The presentation continued by giving example about real life automation solution for ProUCL.The automation is a simple clicking for you automation. It can be sound silly and unnecessary but it long run it saves time .After that they discuss about pros and cons of this particular automation.
1.3 Advantages of Using R for Data Science
Post is about Advantages of Using R for Data science and mention these advantages. There are 5 advantages below:
- Free and Open Source
- Extensive support for statistical modelling
- Extremely easy data wrangling
- The connection with NoSQL databases
- Advanced visualizations
1.4 Python vs. R In Data Science & Machine Learning
In article there is a comparison between R and Python. It starts with differences between them. Then switch to similarities. These differences and similarities are mainly in syntax, libraries, and community support. After finishing comparison article asks and answers this question, which one should we learn to become a data scientist? It tells us the choosing between R and Python depends to our programming skills. Also, it depends which type of data science we want. If we want to focus more on machine learning R is more suitable. If we want to become Excel Wizz then python is our language. Towards the end of the article, the use of two programming languages in the field of artificial intelligence is mentioned.

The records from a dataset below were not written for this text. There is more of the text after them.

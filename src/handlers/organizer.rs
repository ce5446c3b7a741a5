use axum::extract::State;
use axum::response::Response;

use crate::auth::CurrentUser;
use crate::state::AppState;
use crate::utils::error::AppError;
use crate::utils::response::success;

pub async fn my_events(
    State(state): State<AppState>,
    CurrentUser(organizer): CurrentUser,
) -> Result<Response, AppError> {
    let events = state.events.get_organizer_events(organizer.id).await?;
    Ok(success(events, "Events retrieved"))
}

pub async fn summary(
    State(state): State<AppState>,
    CurrentUser(organizer): CurrentUser,
) -> Result<Response, AppError> {
    let summary = state.dashboard.get_organizer_summary(organizer.id).await?;
    Ok(success(summary, "Summary retrieved"))
}

pub async fn event_stats(
    State(state): State<AppState>,
    CurrentUser(organizer): CurrentUser,
) -> Result<Response, AppError> {
    let stats = state.dashboard.get_event_stats(organizer.id).await?;
    Ok(success(stats, "Event statistics retrieved"))
}
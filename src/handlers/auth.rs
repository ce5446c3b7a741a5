use axum::extract::State;
use axum::response::Response;
use axum::Json;

use crate::auth::{BearerToken, CurrentUser, SignIn, SignUp};
use crate::models::ProfilePatch;
use crate::state::AppState;
use crate::utils::error::AppError;
use crate::utils::response::{created, empty_success, success};

pub async fn sign_up(
    State(state): State<AppState>,
    Json(input): Json<SignUp>,
) -> Result<Response, AppError> {
    let session = state.identity.sign_up(input).await?;
    Ok(created(session, "Account created"))
}

pub async fn sign_in(
    State(state): State<AppState>,
    Json(input): Json<SignIn>,
) -> Result<Response, AppError> {
    let session = state.identity.sign_in(input).await?;
    Ok(success(session, "Signed in"))
}

pub async fn sign_out(
    State(state): State<AppState>,
    BearerToken(token): BearerToken,
) -> Result<Response, AppError> {
    state.identity.sign_out(&token).await?;
    Ok(empty_success("Signed out"))
}

pub async fn me(CurrentUser(profile): CurrentUser) -> Response {
    success(profile, "Current user")
}

pub async fn update_me(
    State(state): State<AppState>,
    CurrentUser(profile): CurrentUser,
    Json(patch): Json<ProfilePatch>,
) -> Result<Response, AppError> {
    let profile = state.identity.update_profile(profile.id, patch).await?;
    Ok(success(profile, "Profile updated"))
}
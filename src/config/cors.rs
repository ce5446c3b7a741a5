use axum::http::{header, HeaderName, HeaderValue, Method};
use tower_http::cors::{AllowOrigin, CorsLayer};

pub const DEFAULT_ALLOWED_ORIGINS: &str = "http://localhost:3000,http://localhost:5173";

const PREFLIGHT_MAX_AGE_SECS: u64 = 86400;

pub fn create_cors_layer(origins: &[String]) -> CorsLayer {
    CorsLayer::new()
        .allow_origin(allowed_origins(origins))
        .allow_methods([
            Method::GET,
            Method::POST,
            Method::PUT,
            Method::PATCH,
            Method::DELETE,
            Method::OPTIONS,
        ])
        .allow_headers([
            header::CONTENT_TYPE,
            header::AUTHORIZATION,
            header::ACCEPT,
            header::ORIGIN,
            HeaderName::from_static("x-requested-with"),
        ])
        .expose_headers([header::CONTENT_LENGTH, header::CONTENT_TYPE])
        .allow_credentials(true)
        .max_age(std::time::Duration::from_secs(PREFLIGHT_MAX_AGE_SECS))
}

/// Browsers reject a wildcard origin on credentialed requests, so an empty
/// or fully invalid list falls back to the local dev origins.
fn allowed_origins(origins: &[String]) -> AllowOrigin {
    let mut values = parse_origins(origins.iter().map(String::as_str));
    if values.is_empty() {
        tracing::warn!("CORS: No valid origins configured, falling back to local dev origins");
        values = parse_origins(DEFAULT_ALLOWED_ORIGINS.split(','));
    }
    tracing::info!("CORS: Configured with {} allowed origin(s)", values.len());
    AllowOrigin::list(values)
}

fn parse_origins<'a>(origins: impl Iterator<Item = &'a str>) -> Vec<HeaderValue> {
    origins
        .map(str::trim)
        .filter(|origin| !origin.is_empty())
        .filter_map(|origin| match origin.parse::<HeaderValue>() {
            Ok(value) => {
                tracing::debug!("CORS: Allowing origin: {}", origin);
                Some(value)
            }
            Err(e) => {
                tracing::warn!("CORS: Invalid origin '{}': {}", origin, e);
                None
            }
        })
        .collect()
}
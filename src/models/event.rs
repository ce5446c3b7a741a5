use chrono::{DateTime, Utc};
use rust_decimal::Decimal;
use serde::{Deserialize, Serialize};
use sqlx::FromRow;
use uuid::Uuid;

use super::profile::Profile;

#[derive(Debug, Clone, Copy, PartialEq, Eq, Serialize, Deserialize, sqlx::Type)]
#[sqlx(type_name = "event_status", rename_all = "lowercase")]
#[serde(rename_all = "lowercase")]
pub enum EventStatus {
    Draft,
    Published,
    Cancelled,
    Completed,
}

impl EventStatus {
    pub fn as_str(&self) -> &'static str {
        match self {
            EventStatus::Draft => "draft",
            EventStatus::Published => "published",
            EventStatus::Cancelled => "cancelled",
            EventStatus::Completed => "completed",
        }
    }
}

#[derive(Debug, Clone, PartialEq, Serialize, Deserialize, FromRow)]
pub struct Event {
    pub id: Uuid,
    pub organizer_id: Uuid,
    pub title: String,
    pub description: Option<String>,
    pub category: Option<String>,
    pub location: Option<String>,
    pub venue: Option<String>,
    pub event_date: DateTime<Utc>,
    pub end_date: Option<DateTime<Utc>>,
    /// `None` means unlimited seats.
    pub capacity: Option<i32>,
    pub price: Decimal,
    pub image_url: Option<String>,
    pub image_path: Option<String>,
    pub status: EventStatus,
    pub rsvp_enabled: bool,
    pub rsvp_deadline: Option<DateTime<Utc>>,
    pub created_at: DateTime<Utc>,
    pub updated_at: DateTime<Utc>,
}

impl Event {
    pub fn is_owned_by(&self, profile_id: Uuid) -> bool {
        self.organizer_id == profile_id
    }

    /// Whether the RSVP window is still open at `now`.
    pub fn accepts_rsvp_at(&self, now: DateTime<Utc>) -> bool {
        self.rsvp_enabled && self.rsvp_deadline.map_or(true, |deadline| now <= deadline)
    }
}

/// Event joined with its organizer's profile.
#[derive(Debug, Clone, Serialize)]
pub struct EventWithOrganizer {
    #[serde(flatten)]
    pub event: Event,
    pub organizer: Option<Profile>,
}

/// Organizer input for a new event.
#[derive(Debug, Clone, Deserialize)]
pub struct NewEvent {
    pub title: String,
    pub description: Option<String>,
    pub category: Option<String>,
    pub location: Option<String>,
    pub venue: Option<String>,
    pub event_date: Option<DateTime<Utc>>,
    pub end_date: Option<DateTime<Utc>>,
    pub capacity: Option<i32>,
    pub price: Option<Decimal>,
    pub status: Option<EventStatus>,
    pub rsvp_enabled: Option<bool>,
    pub rsvp_deadline: Option<DateTime<Utc>>,
}

/// Partial update of an event. Outer `None` leaves a field untouched; for
/// nullable columns `Some(None)` clears it.
#[derive(Debug, Clone, Default, Deserialize)]
pub struct EventPatch {
    pub title: Option<String>,
    #[serde(default, with = "double_option")]
    pub description: Option<Option<String>>,
    #[serde(default, with = "double_option")]
    pub category: Option<Option<String>>,
    #[serde(default, with = "double_option")]
    pub location: Option<Option<String>>,
    #[serde(default, with = "double_option")]
    pub venue: Option<Option<String>>,
    pub event_date: Option<DateTime<Utc>>,
    #[serde(default, with = "double_option")]
    pub end_date: Option<Option<DateTime<Utc>>>,
    #[serde(default, with = "double_option")]
    pub capacity: Option<Option<i32>>,
    pub price: Option<Decimal>,
    pub status: Option<EventStatus>,
    pub rsvp_enabled: Option<bool>,
    #[serde(default, with = "double_option")]
    pub rsvp_deadline: Option<Option<DateTime<Utc>>>,
}

impl EventPatch {
    pub fn apply_to(self, event: &mut Event) {
        if let Some(title) = self.title {
            event.title = title;
        }
        if let Some(description) = self.description {
            event.description = description;
        }
        if let Some(category) = self.category {
            event.category = category;
        }
        if let Some(location) = self.location {
            event.location = location;
        }
        if let Some(venue) = self.venue {
            event.venue = venue;
        }
        if let Some(event_date) = self.event_date {
            event.event_date = event_date;
        }
        if let Some(end_date) = self.end_date {
            event.end_date = end_date;
        }
        if let Some(capacity) = self.capacity {
            event.capacity = capacity;
        }
        if let Some(price) = self.price {
            event.price = price;
        }
        if let Some(status) = self.status {
            event.status = status;
        }
        if let Some(rsvp_enabled) = self.rsvp_enabled {
            event.rsvp_enabled = rsvp_enabled;
        }
        if let Some(rsvp_deadline) = self.rsvp_deadline {
            event.rsvp_deadline = rsvp_deadline;
        }
    }
}

/// Distinguishes an absent JSON field from an explicit `null`.
mod double_option {
    use serde::{Deserialize, Deserializer};

    pub fn deserialize<'de, T, D>(deserializer: D) -> Result<Option<Option<T>>, D::Error>
    where
        T: Deserialize<'de>,
        D: Deserializer<'de>,
    {
        Option::<T>::deserialize(deserializer).map(Some)
    }
}

#[cfg(test)]
mod tests {
    use super::*;
    use chrono::Duration;

    fn sample_event() -> Event {
        let now = Utc::now();
        Event {
            id: Uuid::new_v4(),
            organizer_id: Uuid::new_v4(),
            title: "Rust meetup".to_string(),
            description: Some("Monthly talks".to_string()),
            category: Some("tech".to_string()),
            location: None,
            venue: None,
            event_date: now + Duration::days(7),
            end_date: None,
            capacity: Some(50),
            price: Decimal::ZERO,
            image_url: None,
            image_path: None,
            status: EventStatus::Draft,
            rsvp_enabled: true,
            rsvp_deadline: None,
            created_at: now,
            updated_at: now,
        }
    }

    #[test]
    fn test_patch_distinguishes_missing_and_null() {
        let patch: EventPatch =
            serde_json::from_str(r#"{"title":"Renamed","capacity":null}"#).unwrap();
        assert_eq!(patch.title.as_deref(), Some("Renamed"));
        assert_eq!(patch.capacity, Some(None));
        assert!(patch.description.is_none());

        let mut event = sample_event();
        patch.apply_to(&mut event);
        assert_eq!(event.title, "Renamed");
        assert_eq!(event.capacity, None);
        assert_eq!(event.description.as_deref(), Some("Monthly talks"));
    }

    #[test]
    fn test_rsvp_window() {
        let now = Utc::now();
        let mut event = sample_event();
        assert!(event.accepts_rsvp_at(now));

        event.rsvp_deadline = Some(now - Duration::hours(1));
        assert!(!event.accepts_rsvp_at(now));

        event.rsvp_deadline = None;
        event.rsvp_enabled = false;
        assert!(!event.accepts_rsvp_at(now));
    }

    #[test]
    fn test_status_serializes_lowercase() {
        let json = serde_json::to_string(&EventStatus::Published).unwrap();
        assert_eq!(json, "\"published\"");
        assert_eq!(EventStatus::Cancelled.as_str(), "cancelled");
    }
}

1.5 20 Useful R Packages You May Not Know About
The packages/add-ins that this article covers below:
I will shortly explain one of packages/add-ins for each area that I find most useful or most entertaining, otherwise I thought it would be too long.
1.5.1 Reading Data - datapasta
Datapasta allows you to copy-and-paste any HTML or Excel Tables into R.
1.5.2 Data cleaning - skimr
Skimr can quickly create summary statistics of a data frame. It extends beyond the summary() function in R.
1.5.3 Data analysis - compareGroups
You can quickly create tables with results of univariate analyses, stratified by categorical variable groups using the package.
1.5.4 Data Visualization - esquisse add-in
You can create plots by dragging and dropping.
1.5.5 Misc - emo
The package allows users to easily insert emoji into RMarkdown.